* [WHAT YOU NEED TO DO]: Starting from the line in which "let mut payload = state_json(state);" appears, output every line down to the last line of the data below, exactly and without anything more.

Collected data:

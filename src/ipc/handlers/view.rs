use crate::ipc::error::{err, ok};
use crate::ipc::types::{AppState, Request};
use serde_json::json;

fn state_json(state: &AppState) -> serde_json::Value {
    json!({
        "overlay": state.view.overlay(),
        "selectedClassId": state.view.selected_record().map(|r| r.class_id.clone()),
        "query": state.view.query(),
    })
}

fn handle_view_state(state: &mut AppState, req: &Request) -> serde_json::Value {
    ok(&req.id, state_json(state))
}

fn handle_view_open(state: &mut AppState, req: &Request) -> serde_json::Value {
    let class_id = match req.params.get("classId").and_then(|v| v.as_str()) {
        Some(v) => v.to_string(),
        None => return err(&req.id, "bad_params", "missing classId", None),
    };
    // An unknown id is a no-op, not an error: the listing stays as it was
    // and the response carries the unchanged state.
    let selected = state.view.select_for_view(&class_id);
    let mut payload = state_json(state);
    if let Some(obj) = payload.as_object_mut() {
        obj.insert("selected".to_string(), json!(selected));
    }
    ok(&req.id, payload)
}

fn handle_view_edit(state: &mut AppState, req: &Request) -> serde_json::Value {
    match state.view.open_edit() {
        Ok(()) => ok(&req.id, state_json(state)),
        Err(e) => err(&req.id, &e.code, e.message, None),
    }
}

fn handle_view_manual_attendance(state: &mut AppState, req: &Request) -> serde_json::Value {
    match state.view.open_manual_attendance() {
        Ok(()) => ok(&req.id, state_json(state)),
        Err(e) => err(&req.id, &e.code, e.message, None),
    }
}

fn handle_view_close(state: &mut AppState, req: &Request) -> serde_json::Value {
    state.view.close();
    ok(&req.id, state_json(state))
}

pub fn try_handle(state: &mut AppState, req: &Request) -> Option<serde_json::Value> {
    match req.method.as_str() {
        "view.state" => Some(handle_view_state(state, req)),
        "view.open" => Some(handle_view_open(state, req)),
        "view.edit" => Some(handle_view_edit(state, req)),
        "view.manualAttendance" => Some(handle_view_manual_attendance(state, req)),
        "view.close" => Some(handle_view_close(state, req)),
        _ => None,
    }
}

* [TASK ANSWER]:
    let mut payload = state_json(state);
    if let Some(obj) = payload.as_object_mut() {
        obj.insert("selected".to_string(), json!(selected));
    }
    ok(&req.id, payload)
}

fn handle_view_edit(state: &mut AppState, req: &Request) -> serde_json::Value {
    match state.view.open_edit() {
        Ok(()) => ok(&req.id, state_json(state)),
        Err(e) => err(&req.id, &e.code, e.message, None),
    }
}

fn handle_view_manual_attendance(state: &mut AppState, req: &Request) -> serde_json::Value {
    match state.view.open_manual_attendance() {
        Ok(()) => ok(&req.id, state_json(state)),
        Err(e) => err(&req.id, &e.code, e.message, None),
    }
}

fn handle_view_close(state: &mut AppState, req: &Request) -> serde_json::Value {
    state.view.close();
    ok(&req.id, state_json(state))
}

pub fn try_handle(state: &mut AppState, req: &Request) -> Option<serde_json::Value> {
    match req.method.as_str() {
        "view.state" => Some(handle_view_state(state, req)),
        "view.open" => Some(handle_view_open(state, req)),
        "view.edit" => Some(handle_view_edit(state, req)),
        "view.manualAttendance" => Some(handle_view_manual_attendance(state, req)),
        "view.close" => Some(handle_view_close(state, req)),
        _ => None,
    }
}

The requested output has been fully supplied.